→ Your objective:
Could you retype the whole listing, word for word?

→ Records provided:
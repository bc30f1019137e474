use anyhow::{Result, anyhow};
use async_trait::async_trait;
use fjall::Keyspace;
use moka::Expiry;
use moka::future::Cache;
use serde::Deserialize;
use serde::{Serialize, de::DeserializeOwned};
use std::path::Path;
use std::time::{Duration, Instant, SystemTime, UNIX_EPOCH};
use tokio::task;

use crate::models::WeatherResult;

/// Key/value store with per-entry expiry used by the weather lookup.
#[async_trait]
pub trait CacheStore: Send + Sync {
    /// Returns the stored result, or `None` when absent or expired.
    async fn get(&self, key: &str) -> Result<Option<WeatherResult>>;

    /// Stores a result that expires after `ttl`.
    async fn put(&self, key: &str, value: &WeatherResult, ttl: Duration) -> Result<()>;
}

#[derive(Serialize, Deserialize)]
struct StoredEntry<T> {
    value: T,
    expires_at: u64, // Unix timestamp (seconds)
}

/// Cache persisted to disk in a fjall keyspace
pub struct PersistentCache {
    store: Keyspace,
}

fn get_from_store(store: Keyspace, key: Vec<u8>) -> anyhow::Result<Option<Vec<u8>>> {
    Ok(store.get(key)?.map(|v| v.to_vec()))
}

impl PersistentCache {
    /// Opens (or creates) the cache database at `path`.
    pub fn open(path: impl AsRef<Path>) -> Result<Self> {
        let db = fjall::Database::builder(&path).open()?;
        let items = db.keyspace("cache", fjall::KeyspaceCreateOptions::default)?;
        Ok(PersistentCache { store: items })
    }

    /// Stores a serializable value with a time-to-live (TTL).
    #[tracing::instrument(name = "put_cache", level = "debug", skip(self, value))]
    pub async fn put_value<T: Serialize + Send + 'static>(
        &self,
        key: &str,
        value: T,
        ttl: Duration,
    ) -> Result<()> {
        let store = self.store.clone();
        let key = key.as_bytes().to_vec();
        let expires_at = SystemTime::now()
            .checked_add(ttl)
            .ok_or(anyhow!("TTL overflow"))?
            .duration_since(UNIX_EPOCH)?
            .as_secs();
        let entry = StoredEntry { value, expires_at };
        let bytes = postcard::to_stdvec(&entry)?;

        task::spawn_blocking(move || store.insert(key, bytes)).await??;
        Ok(())
    }

    /// Retrieves a value if it exists and has not expired.
    /// Returns `None` for cache misses or expired entries.
    #[tracing::instrument(name = "query_cache", level = "debug", skip(self))]
    pub async fn get_value<T: DeserializeOwned + Send + 'static>(
        &self,
        key: &str,
    ) -> Result<Option<T>> {
        let store = self.store.clone();
        let key_bytes = key.as_bytes().to_vec();

        let maybe_bytes: Option<Vec<u8>> =
            task::spawn_blocking(move || get_from_store(store, key_bytes)).await??;

        let Some(bytes) = maybe_bytes else {
            tracing::debug!("Key not found");
            return Ok(None);
        };

        let entry: StoredEntry<T> = postcard::from_bytes(&bytes)?;
        let now = SystemTime::now().duration_since(UNIX_EPOCH)?.as_secs();

        if now < entry.expires_at {
            tracing::debug!("Key found and still fresh");
            Ok(Some(entry.value))
        } else {
            tracing::debug!("Key found but expired");
            self.remove(key).await?;
            Ok(None)
        }
    }

    /// Manually removes a key from the cache.
    pub async fn remove(&self, key: &str) -> Result<()> {
        let key = key.as_bytes().to_vec();
        let store = self.store.clone();
        task::spawn_blocking(move || store.remove(key)).await??;
        Ok(())
    }
}

#[async_trait]
impl CacheStore for PersistentCache {
    async fn get(&self, key: &str) -> Result<Option<WeatherResult>> {
        self.get_value(key).await
    }

    async fn put(&self, key: &str, value: &WeatherResult, ttl: Duration) -> Result<()> {
        self.put_value(key, value.clone(), ttl).await
    }
}

/// Default bound on the number of results held by a `MemoryCache`
pub const DEFAULT_MAX_ENTRIES: u64 = 10_000;

/// Cached result together with the TTL it was stored with
#[derive(Clone)]
struct TimedResult {
    result: WeatherResult,
    ttl: Duration,
}

/// Expires each entry after the TTL given to its own `put`
struct PerEntryTtl;

impl Expiry<String, TimedResult> for PerEntryTtl {
    fn expire_after_create(
        &self,
        _key: &String,
        value: &TimedResult,
        _created_at: Instant,
    ) -> Option<Duration> {
        Some(value.ttl)
    }

    fn expire_after_update(
        &self,
        _key: &String,
        value: &TimedResult,
        _updated_at: Instant,
        _duration_until_expiry: Option<Duration>,
    ) -> Option<Duration> {
        Some(value.ttl)
    }
}

/// Process-local cache, lost on restart. Bounded in size; expired entries
/// are evicted by moka's housekeeping whether or not they are read again.
pub struct MemoryCache {
    entries: Cache<String, TimedResult>,
}

impl Default for MemoryCache {
    fn default() -> Self {
        Self::with_capacity(DEFAULT_MAX_ENTRIES)
    }
}

impl MemoryCache {
    #[must_use]
    pub fn new() -> Self {
        Self::default()
    }

    #[must_use]
    pub fn with_capacity(max_entries: u64) -> Self {
        let entries = Cache::builder()
            .max_capacity(max_entries)
            .expire_after(PerEntryTtl)
            .build();
        Self { entries }
    }

    /// Number of live entries, after pending evictions have run
    pub async fn len(&self) -> u64 {
        self.entries.run_pending_tasks().await;
        self.entries.entry_count()
    }

    pub async fn is_empty(&self) -> bool {
        self.len().await == 0
    }

    pub async fn contains_key(&self, key: &str) -> bool {
        self.entries.contains_key(key)
    }
}

#[async_trait]
impl CacheStore for MemoryCache {
    async fn get(&self, key: &str) -> Result<Option<WeatherResult>> {
        Ok(self.entries.get(key).await.map(|entry| entry.result))
    }

    async fn put(&self, key: &str, value: &WeatherResult, ttl: Duration) -> Result<()> {
        let entry = TimedResult {
            result: value.clone(),
            ttl,
        };
        self.entries.insert(key.to_string(), entry).await;
        Ok(())
    }
}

→ Response for this exercise:
repository bc30f1019137e474
use anyhow::{Result, anyhow};
use async_trait::async_trait;
use fjall::Keyspace;
use moka::Expiry;
use moka::future::Cache;
use serde::Deserialize;
use serde::{Serialize, de::DeserializeOwned};
use std::path::Path;
use std::time::{Duration, Instant, SystemTime, UNIX_EPOCH};
use tokio::task;

use crate::models::WeatherResult;

/// Key/value store with per-entry expiry used by the weather lookup.
#[async_trait]
pub trait CacheStore: Send + Sync {
    /// Returns the stored result, or `None` when absent or expired.
    async fn get(&self, key: &str) -> Result<Option<WeatherResult>>;

    /// Stores a result that expires after `ttl`.
    async fn put(&self, key: &str, value: &WeatherResult, ttl: Duration) -> Result<()>;
}

#[derive(Serialize, Deserialize)]
struct StoredEntry<T> {
    value: T,
    expires_at: u64, // Unix timestamp (seconds)
}

/// Cache persisted to disk in a fjall keyspace
pub struct PersistentCache {
    store: Keyspace,
}

fn get_from_store(store: Keyspace, key: Vec<u8>) -> anyhow::Result<Option<Vec<u8>>> {
    Ok(store.get(key)?.map(|v| v.to_vec()))
}

impl PersistentCache {
    /// Opens (or creates) the cache database at `path`.
    pub fn open(path: impl AsRef<Path>) -> Result<Self> {
        let db = fjall::Database::builder(&path).open()?;
        let items = db.keyspace("cache", fjall::KeyspaceCreateOptions::default)?;
        Ok(PersistentCache { store: items })
    }

    /// Stores a serializable value with a time-to-live (TTL).
    #[tracing::instrument(name = "put_cache", level = "debug", skip(self, value))]
    pub async fn put_value<T: Serialize + Send + 'static>(
        &self,
        key: &str,
        value: T,
        ttl: Duration,
    ) -> Result<()> {
        let store = self.store.clone();
        let key = key.as_bytes().to_vec();
        let expires_at = SystemTime::now()
            .checked_add(ttl)
            .ok_or(anyhow!("TTL overflow"))?
            .duration_since(UNIX_EPOCH)?
            .as_secs();
        let entry = StoredEntry { value, expires_at };
        let bytes = postcard::to_stdvec(&entry)?;

        task::spawn_blocking(move || store.insert(key, bytes)).await??;
        Ok(())
    }

    /// Retrieves a value if it exists and has not expired.
    /// Returns `None` for cache misses or expired entries.
    #[tracing::instrument(name = "query_cache", level = "debug", skip(self))]
    pub async fn get_value<T: DeserializeOwned + Send + 'static>(
        &self,
        key: &str,
    ) -> Result<Option<T>> {
        let store = self.store.clone();
        let key_bytes = key.as_bytes().to_vec();

        let maybe_bytes: Option<Vec<u8>> =
            task::spawn_blocking(move || get_from_store(store, key_bytes)).await??;

        let Some(bytes) = maybe_bytes else {
            tracing::debug!("Key not found");
            return Ok(None);
        };

        let entry: StoredEntry<T> = postcard::from_bytes(&bytes)?;
        let now = SystemTime::now().duration_since(UNIX_EPOCH)?.as_secs();

        if now < entry.expires_at {
            tracing::debug!("Key found and still fresh");
            Ok(Some(entry.value))
        } else {
            tracing::debug!("Key found but expired");
            self.remove(key).await?;
            Ok(None)
        }
    }

    /// Manually removes a key from the cache.
    pub async fn remove(&self, key: &str) -> Result<()> {
        let key = key.as_bytes().to_vec();
        let store = self.store.clone();
        task::spawn_blocking(move || store.remove(key)).await??;
        Ok(())
    }
}

#[async_trait]
impl CacheStore for PersistentCache {
    async fn get(&self, key: &str) -> Result<Option<WeatherResult>> {
        self.get_value(key).await
    }

    async fn put(&self, key: &str, value: &WeatherResult, ttl: Duration) -> Result<()> {
        self.put_value(key, value.clone(), ttl).await
    }
}

/// Default bound on the number of results held by a `MemoryCache`
pub const DEFAULT_MAX_ENTRIES: u64 = 10_000;

/// Cached result together with the TTL it was stored with
#[derive(Clone)]
struct TimedResult {
    result: WeatherResult,
    ttl: Duration,
}

/// Expires each entry after the TTL given to its own `put`
struct PerEntryTtl;

impl Expiry<String, TimedResult> for PerEntryTtl {
    fn expire_after_create(
        &self,
        _key: &String,
        value: &TimedResult,
        _created_at: Instant,
    ) -> Option<Duration> {
        Some(value.ttl)
    }

    fn expire_after_update(
        &self,
        _key: &String,
        value: &TimedResult,
        _updated_at: Instant,
        _duration_until_expiry: Option<Duration>,
    ) -> Option<Duration> {
        Some(value.ttl)
    }
}

/// Process-local cache, lost on restart. Bounded in size; expired entries
/// are evicted by moka's housekeeping whether or not they are read again.
pub struct MemoryCache {
    entries: Cache<String, TimedResult>,
}

impl Default for MemoryCache {
    fn default() -> Self {
        Self::with_capacity(DEFAULT_MAX_ENTRIES)
    }
}

impl MemoryCache {
    #[must_use]
    pub fn new() -> Self {
        Self::default()
    }

    #[must_use]
    pub fn with_capacity(max_entries: u64) -> Self {
        let entries = Cache::builder()
            .max_capacity(max_entries)
            .expire_after(PerEntryTtl)
            .build();
        Self { entries }
    }

    /// Number of live entries, after pending evictions have run
    pub async fn len(&self) -> u64 {
        self.entries.run_pending_tasks().await;
        self.entries.entry_count()
    }

    pub async fn is_empty(&self) -> bool {
        self.len().await == 0
    }

    pub async fn contains_key(&self, key: &str) -> bool {
        self.entries.contains_key(key)
    }
}

#[async_trait]
impl CacheStore for MemoryCache {
    async fn get(&self, key: &str) -> Result<Option<WeatherResult>> {
        Ok(self.entries.get(key).await.map(|entry| entry.result))
    }

    async fn put(&self, key: &str, value: &WeatherResult, ttl: Duration) -> Result<()> {
        let entry = TimedResult {
            result: value.clone(),
            ttl,
        };
        self.entries.insert(key.to_string(), entry).await;
        Ok(())
    }
}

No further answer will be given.